Engaging with end users to conduct real-world testing will increase the likelihood that these technical approaches will succeed and achieve the goals of improved prior authorization processes and reduced burden for patients, providers, and payers. Given the urgency of addressing the prior authorization challenges facing patients and providers, this testing must be done in a timely manner.

Once the IGs are sufficiently tested to ascertain that their adoption will support the desired end-goals, it will be important for CMS to require a single set of standards and IGs to be implemented uniformly across payer technologies. Given that providers work with a range of payers, even slight variations to how an API is implemented can increase burden significantly on the provider community.

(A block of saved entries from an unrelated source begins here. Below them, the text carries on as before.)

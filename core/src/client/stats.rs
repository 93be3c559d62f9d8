//! Per-client statistics

use crate::outcome::RequestOutcome;
use std::time::Instant;

/// Statistics tracked by each virtual client
#[derive(Debug, Default, Clone)]
pub struct ClientStats {
    /// Client ordinal
    pub ordinal: usize,

    /// Iterations completed
    pub iterations: usize,

    /// Requests that succeeded
    pub succeeded: usize,

    /// Requests that did not succeed
    pub failed: usize,

    /// Requests flagged as resource exhaustion
    pub resource_exhausted: usize,

    /// The client never obtained a session
    pub setup_failed: bool,

    /// The client left because the stage target dropped
    pub retired: bool,

    /// The client was stopped by shutdown
    pub interrupted: bool,

    /// Client start time
    pub started_at: Option<Instant>,

    /// Client end time
    pub ended_at: Option<Instant>,
}

impl ClientStats {
    /// Create empty stats for a client
    pub fn new(ordinal: usize) -> Self {
        Self {
            ordinal,
            ..Default::default()
        }
    }

    /// Start tracking (records start time)
    pub fn start(&mut self) {
        self.started_at = Some(Instant::now());
    }

    /// Stop tracking (records end time)
    pub fn stop(&mut self) {
        self.ended_at = Some(Instant::now());
    }

    /// Requests attempted
    pub fn requests(&self) -> usize {
        self.succeeded + self.failed
    }

    /// Share of requests that failed, 0 when none were sent
    pub fn error_rate(&self) -> f64 {
        if self.requests() == 0 {
            0.0
        } else {
            self.failed as f64 / self.requests() as f64
        }
    }

    /// Time between start and stop (or now, if still running)
    pub fn elapsed(&self) -> Option<std::time::Duration> {
        self.started_at.map(|start| {
            self.ended_at
                .map(|end| end.duration_since(start))
                .unwrap_or_else(|| start.elapsed())
        })
    }

    /// Count one request outcome
    pub fn record(&mut self, outcome: &RequestOutcome) {
        if outcome.is_success() {
            self.succeeded += 1;
        } else {
            self.failed += 1;
        }
        if outcome.classification.resource_exhausted {
            self.resource_exhausted += 1;
        }
    }
}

Interaction with the HIPAA Attachment Standard.

While this proposed rule references standards for sharing administrative and clinical data that support a FHIR-based environment, the companion proposed rule on The Adoption of Standards for Health Care Attachments Transactions and Electronic Signatures, and Modification to Referral Certification and Authorization Transaction Standard proposes to adopt a specific attachment standard to be used with an updated version of the currently adopted X12 278 standard for electronic prior authorization transaction. This means payers and providers could potentially need to implement and utilize multiple different types of standards to complete an electronic prior authorization request. In other words, one part of the request may be handled by FHIR with supporting documentation handled by X12.

It would be very challenging and overly complex for trading partners to complete the same business process using two separate standards. The apparent lack of alignment across these two proposed rules creates confusion and risks running counter to the stated purpose of the HIPAA Administrative Transactions, which is to increase efficiency and reduce costs. We urge CMS to clarify whether it envisions a future state that includes both FHIR- and X12-based technical approaches to complete electronic prior authorizations, and if so, how the agency would ensure alignment and efficiency.

Other Proposals to Improve Prior Authorization Processes

In addition to the PARDD API, the proposed rule includes a number of other proposals for improving prior authorization processes starting in 2026, such as: requiring affected payers to send prior authorization decisions with specific timelines, publicly reporting certain prior authorization metrics; and including information on prior authorization decisions, including the reason for denial, in the various APIs.

Given the challenges patients and providers currently face in navigating prior authorizations and the documented negative impacts on patients, we recommend that CMS move up the timeline for affected payers to meet the prior authorization process improvements outside of implementing the PARDD API. While the standards to automate the prior authorization process may need real-world testing and other steps to mature, they are not necessary for implementation of these other prior authorization process improvements.

We note that the proposed measures of eligible hospital and eligible clinician use of electronic prior authorization through a PARDD API would add unnecessary burden by requiring end-users to track which payers offer PARDD APIs, and how each prior authorization request is made. This level of tracking is not productive and only serves to add burden. The anticipated reduction in burden from electronic prior authorization should be sufficient incentive for provider adoption. If CMS feels the need to track adoption, a simple yes/no attestation would be sufficient.

Conclusion

The Alliance supports the end-goal of the CMS proposals and looks forward to engaging with the agency and other federal partners on how to advance real-world testing to achieve the benefits that improved prior authorization processes can bring.